** WHAT TO DO **
In the listing below, write out exactly each line from the first through the one containing "child scopes opened".

** INPUT FOR THIS TASK **

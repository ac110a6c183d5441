//! The scope tree: ownership of resources and child scopes.
//!
//! A [`Scope`] is a node in a dynamically evolving tree. Each node owns the
//! resources acquired while it was current and the child scopes opened
//! under it, both kept in reverse-registration order so that closing walks
//! most-recent-first. Closing a scope closes its children, releases its
//! resources, and unregisters from its parent; it is idempotent and never
//! throws past the caller; finalizer errors are collected and aggregated.
//!
//! Parents hold strong references to children; children point back through
//! a weak handle, so the tree cannot leak through its own cycles.

mod interrupt;
mod lease;
mod resource;

use std::collections::VecDeque;
use std::sync::{mpsc, Arc, Mutex, Weak};

pub use interrupt::InterruptContext;
pub use lease::Lease;
pub use resource::{AcquireFn, Finalizer, ReleaseFn, Resource, ResourceVal};

use crate::algebra::{EvalFn, Val};
use crate::config::{InterruptOptions, DEFAULT_MAX_INTERRUPT_DEPTH};
use crate::error::{Error, Result};
use crate::token::Token;
use crate::tracing_compat::{debug, trace};

struct ScopeState {
    open: bool,
    /// Most recently registered first.
    resources: VecDeque<Arc<Resource>>,
    /// Most recently opened first.
    children: VecDeque<Arc<Scope>>,
}

impl ScopeState {
    fn new() -> Self {
        Self {
            open: true,
            resources: VecDeque::new(),
            children: VecDeque::new(),
        }
    }
}

/// A node in the scope tree.
pub struct Scope {
    id: Token,
    parent: Weak<Scope>,
    interrupt: Option<Arc<InterruptContext>>,
    state: Mutex<ScopeState>,
}

impl Scope {
    /// Creates the root of a new scope tree.
    #[must_use]
    pub fn root() -> Arc<Self> {
        let id = Token::fresh();
        debug!(scope = %id, "root scope created");
        Arc::new(Self {
            id,
            parent: Weak::new(),
            interrupt: None,
            state: Mutex::new(ScopeState::new()),
        })
    }

    /// The scope's identity token.
    #[must_use]
    pub fn id(&self) -> Token {
        self.id
    }

    /// True until the scope has been closed.
    #[must_use]
    pub fn is_open(&self) -> bool {
        self.state.lock().expect("lock poisoned").open
    }

    /// True if the scope participates in an interruptible sub-tree.
    #[must_use]
    pub fn is_interruptible(&self) -> bool {
        self.interrupt.is_some()
    }

    // =====================================================================
    // Resources
    // =====================================================================

    /// Registers a resource. Returns false if the scope is already closed.
    fn register(&self, resource: Arc<Resource>) -> bool {
        let mut state = self.state.lock().expect("lock poisoned");
        if !state.open {
            return false;
        }
        trace!(scope = %self.id, resource = %resource.id(), "resource registered");
        state.resources.push_front(resource);
        true
    }

    /// Acquires a resource in this scope.
    ///
    /// A pending resource record is registered first, so a concurrent close
    /// observes the acquisition; then the acquisition effect runs. On
    /// success the finalizer (closed over the acquired value) is installed
    /// and the value plus the resource token are returned. On failure the
    /// record is unwound; an unwind error is composed with the acquisition
    /// error.
    pub fn acquire_resource(
        &self,
        acquire: AcquireFn,
        release: ReleaseFn,
    ) -> Result<(ResourceVal, Token)> {
        let resource = Arc::new(Resource::new());
        let token = resource.id();
        if !self.register(resource.clone()) {
            return Err(Error::AcquireAfterScopeClosed { scope: self.id });
        }
        match acquire() {
            Ok(value) => {
                let finalizer_value = value.clone();
                let finalizer: Finalizer = Box::new(move || release(finalizer_value));
                resource.acquired(finalizer)?;
                Ok((value, token))
            }
            Err(acquire_err) => match self.release_resource(token) {
                Ok(()) => Err(acquire_err),
                Err(unwind_err) => Err(Error::compose(acquire_err, unwind_err)),
            },
        }
    }

    /// Releases the resource registered under `token`, if it is still here.
    ///
    /// A token that is absent (already released, or finalized elsewhere)
    /// succeeds silently.
    pub fn release_resource(&self, token: Token) -> Result<()> {
        let found = {
            let mut state = self.state.lock().expect("lock poisoned");
            match state.resources.iter().position(|r| r.id() == token) {
                Some(index) => state.resources.remove(index),
                None => None,
            }
        };
        match found {
            Some(resource) => {
                trace!(scope = %self.id, resource = %token, "resource released");
                resource.release()
            }
            None => Ok(()),
        }
    }

    // =====================================================================
    // Tree operations
    // =====================================================================

    /// Opens a child scope.
    ///
    /// With `interruptible` options the child starts its own interrupt
    /// context rooted at the child's id; otherwise it inherits this scope's
    /// context (if any). If this scope has already closed, the open is
    /// delegated to the nearest open ancestor; a closed root fails.
    pub fn open(
        self: &Arc<Self>,
        interruptible: Option<InterruptOptions>,
    ) -> Result<Arc<Scope>> {
        {
            let mut state = self.state.lock().expect("lock poisoned");
            if state.open {
                let id = Token::fresh();
                let context = match &interruptible {
                    Some(options) => Some(Arc::new(InterruptContext::new(options.clone(), id))),
                    None => self.interrupt.clone(),
                };
                let child = Arc::new(Scope {
                    id,
                    parent: Arc::downgrade(self),
                    interrupt: context,
                    state: Mutex::new(ScopeState::new()),
                });
                state.children.push_front(child.clone());
                debug!(scope = %id, parent = %self.id, interruptible = child.is_interruptible(), "scope opened");
                return Ok(child);
            }
        }
        // Closed: the nearest open ancestor adopts the new scope.
        match self.parent.upgrade() {
            Some(parent) => parent.open(interruptible),
            None => Err(Error::IllegalState(
                "cannot open a child of a closed root scope",
            )),
        }
    }

    /// Unregisters a child that has closed itself.
    fn release_child_scope(&self, id: Token) {
        let mut state = self.state.lock().expect("lock poisoned");
        state.children.retain(|child| child.id != id);
    }

    /// Closes this scope.
    ///
    /// Atomically flips the scope to closed and snapshots its children and
    /// resources; then closes every child, releases every resource in
    /// reverse-acquisition order, and unregisters from the parent. All
    /// errors along the way are collected into one aggregate. Re-closing a
    /// closed scope is a no-op returning `Ok`.
    pub fn close(self: &Arc<Self>) -> Result<()> {
        let (resources, children) = {
            let mut state = self.state.lock().expect("lock poisoned");
            if !state.open {
                return Ok(());
            }
            state.open = false;
            (
                std::mem::take(&mut state.resources),
                std::mem::take(&mut state.children),
            )
        };
        debug!(scope = %self.id, resources = resources.len(), children = children.len(), "scope closing");

        let mut errors = Vec::new();
        for child in children {
            if let Err(err) = child.close() {
                errors.push(err);
            }
        }
        for resource in resources {
            if let Err(err) = resource.release() {
                errors.push(err);
            }
        }
        if let Some(parent) = self.parent.upgrade() {
            parent.release_child_scope(self.id);
        }
        Error::aggregate_result(errors)
    }

    /// The nearest open ancestor, or the outermost reachable scope when
    /// every ancestor has closed.
    #[must_use]
    pub fn open_ancestor(self: &Arc<Self>) -> Arc<Scope> {
        let mut current = self.clone();
        loop {
            match current.parent.upgrade() {
                Some(parent) if parent.is_open() => return parent,
                Some(parent) => current = parent,
                None => return current,
            }
        }
    }

    /// True iff a strict ancestor of this scope carries `id`.
    #[must_use]
    pub fn has_ancestor(&self, id: Token) -> bool {
        let mut ancestor = self.parent.upgrade();
        while let Some(scope) = ancestor {
            if scope.id == id {
                return true;
            }
            ancestor = scope.parent.upgrade();
        }
        false
    }

    // =====================================================================
    // Leases
    // =====================================================================

    /// Leases a snapshot of every resource visible from this scope: its
    /// own, its direct children's, and all its ancestors'.
    ///
    /// Returns `None` once the scope has closed. Resources whose release has
    /// already been requested are skipped; resources acquired after the
    /// snapshot are not covered.
    #[must_use]
    pub fn lease(&self) -> Option<Lease> {
        let (mut snapshot, children) = {
            let state = self.state.lock().expect("lock poisoned");
            if !state.open {
                return None;
            }
            (
                state.resources.iter().cloned().collect::<Vec<_>>(),
                state.children.iter().cloned().collect::<Vec<_>>(),
            )
        };
        for child in children {
            let state = child.state.lock().expect("lock poisoned");
            snapshot.extend(state.resources.iter().cloned());
        }
        let mut ancestor = self.parent.upgrade();
        while let Some(scope) = ancestor {
            {
                let state = scope.state.lock().expect("lock poisoned");
                snapshot.extend(state.resources.iter().cloned());
            }
            ancestor = scope.parent.upgrade();
        }

        let mut holds = Vec::with_capacity(snapshot.len());
        for resource in snapshot {
            if resource.try_lease() {
                holds.push(resource);
            }
        }
        trace!(scope = %self.id, holds = holds.len(), "lease taken");
        Some(Lease::new(holds))
    }

    // =====================================================================
    // Interruption
    // =====================================================================

    /// Signals an interrupt on this scope's interrupt context.
    ///
    /// `Ok(())` synthesizes the unwinding marker for the context's root;
    /// `Err(cause)` injects that cause instead. Repeated interrupts are
    /// silently ignored. Fails on a scope with no interrupt context.
    pub fn interrupt(&self, cause: Result<()>) -> Result<()> {
        let Some(context) = &self.interrupt else {
            return Err(Error::IllegalState(
                "interrupt on a non-interruptible scope",
            ));
        };
        let cause = match cause {
            Ok(()) => Error::interrupted(context.interrupt_root(), 0),
            Err(err) => err,
        };
        context.signal(cause);
        Ok(())
    }

    /// True once this scope's interrupt context has a cause recorded.
    #[must_use]
    pub fn is_interrupted(&self) -> bool {
        self.interrupt
            .as_ref()
            .is_some_and(|context| context.is_interrupted())
    }

    /// The pre-step interrupt probe: hands out the cause exactly once.
    #[must_use]
    pub fn shall_interrupt(&self) -> Option<Error> {
        self.interrupt.as_ref().and_then(|context| context.consume())
    }

    /// Cap on interrupt re-deliveries applicable to this scope.
    #[must_use]
    pub fn max_interrupt_depth(&self) -> u32 {
        self.interrupt
            .as_ref()
            .map_or(DEFAULT_MAX_INTERRUPT_DEPTH, |context| {
                context.max_interrupt_depth()
            })
    }

    /// Evaluates an effect, racing it against this scope's interrupt.
    ///
    /// Outside an interruptible sub-tree, or once the interrupt has
    /// already been delivered, the effect simply runs on the calling
    /// thread. Otherwise the effect runs on the context's executor while
    /// this thread waits for whichever finishes first; if the interrupt
    /// wins, the cause is returned as the error and marked delivered so the
    /// pre-step probe does not hand it out a second time. The losing effect
    /// keeps running on the executor; its result is dropped.
    pub fn interruptible_eval(&self, effect: EvalFn) -> Result<Val> {
        let Some(context) = &self.interrupt else {
            return effect();
        };
        if context.is_signalled() {
            return effect();
        }

        enum RaceOutcome {
            Completed(Result<Val>),
            Interrupted(Error),
        }

        let (tx, rx) = mpsc::channel();
        // The listener goes in first: a cause recorded before this call
        // wins the race outright instead of depending on executor timing.
        let interrupt_tx = tx.clone();
        let listener = context.promise().on_complete(move |cause| {
            let _ = interrupt_tx.send(RaceOutcome::Interrupted(cause));
        });
        context.executor().execute(Box::new(move || {
            let _ = tx.send(RaceOutcome::Completed(effect()));
        }));

        match rx.recv() {
            Ok(RaceOutcome::Completed(result)) => {
                if let Some(id) = listener {
                    context.promise().cancel_listener(id);
                }
                result
            }
            Ok(RaceOutcome::Interrupted(cause)) => {
                context.mark_signalled();
                Err(cause)
            }
            Err(_) => Err(Error::IllegalState("executor dropped the evaluation task")),
        }
    }
}

impl std::fmt::Debug for Scope {
    fn fmt(&self, f: &mut std::fmt::Formatter<'_>) -> std::fmt::Result {
        let state = self.state.lock().expect("lock poisoned");
        f.debug_struct("Scope")
            .field("id", &self.id)
            .field("open", &state.open)
            .field("resources", &state.resources.len())
            .field("children", &state.children.len())
            .field("interruptible", &self.interrupt.is_some())
            .finish()
    }
}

** RESPONSE TO THIS TASK **
repository ac110a6c183d5441
//! The scope tree: ownership of resources and child scopes.
//!
//! A [`Scope`] is a node in a dynamically evolving tree. Each node owns the
//! resources acquired while it was current and the child scopes opened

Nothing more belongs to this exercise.